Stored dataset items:

↓↓↓

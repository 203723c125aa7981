use async_trait::async_trait;
use chrono::NaiveDateTime;
use futures::TryStreamExt;
use serde_json::Value;
use sqlx::postgres::{PgArguments, PgRow};
use sqlx::query::Query;
use sqlx::{PgPool, Postgres, Row};

use crate::database::manager::DatabaseError;
use crate::fetch::catalog::{Column, ColumnType, TIMESTAMP_FORMAT};
use crate::fetch::executor::{JoinQuery, JoinStore, RawRow};

/// Join store backed by the shared Postgres pool.
///
/// Each call holds one pooled connection for the duration of the query; the
/// connection goes back to the pool when it is dropped, on success or error.
#[derive(Clone)]
pub struct PgJoinStore {
    pool: PgPool,
}

impl PgJoinStore {
    pub fn new(pool: PgPool) -> Self {
        Self { pool }
    }
}

#[async_trait]
impl JoinStore for PgJoinStore {
    async fn fetch_rows(&self, query: &JoinQuery) -> Result<Vec<RawRow>, DatabaseError> {
        let sql = query.to_sql();
        let mut conn = self.pool.acquire().await?;

        let mut q = sqlx::query(&sql.query);
        for param in &sql.params {
            q = bind_param(q, param);
        }

        let mut rows = Vec::new();
        let mut stream = q.fetch(&mut *conn);
        while let Some(row) = stream.try_next().await? {
            rows.push(decode_row(&row, &query.projection)?);
        }
        Ok(rows)
    }
}

fn bind_param<'q>(q: Query<'q, Postgres, PgArguments>, v: &'q Value) -> Query<'q, Postgres, PgArguments> {
    match v {
        Value::Null => q.bind(None::<String>),
        Value::String(s) => q.bind(s.as_str()),
        Value::Number(n) => match n.as_i64() {
            Some(i) => q.bind(i),
            None => q.bind(n.to_string()),
        },
        other => q.bind(other.to_string()),
    }
}

// Columns come back in projection order, so decode by position using the catalog type
fn decode_row(row: &PgRow, projection: &[Column]) -> Result<RawRow, sqlx::Error> {
    let mut raw = RawRow::default();
    for (index, column) in projection.iter().enumerate() {
        let value = match column.kind {
            ColumnType::BigInt => row.try_get::<Option<i64>, _>(index)?.map(Value::from),
            ColumnType::Text => row.try_get::<Option<String>, _>(index)?.map(Value::String),
            ColumnType::Timestamp => row
                .try_get::<Option<NaiveDateTime>, _>(index)?
                .map(|ts| Value::String(ts.format(TIMESTAMP_FORMAT).to_string())),
        };
        raw.insert(*column, value.unwrap_or(Value::Null));
    }
    Ok(raw)
}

↑↑↑

### Problem requirements
From the entries above, copy out every line where the string "await" appears.

### Task solution
        let mut conn = self.pool.acquire().await?;
        while let Some(row) = stream.try_next().await? {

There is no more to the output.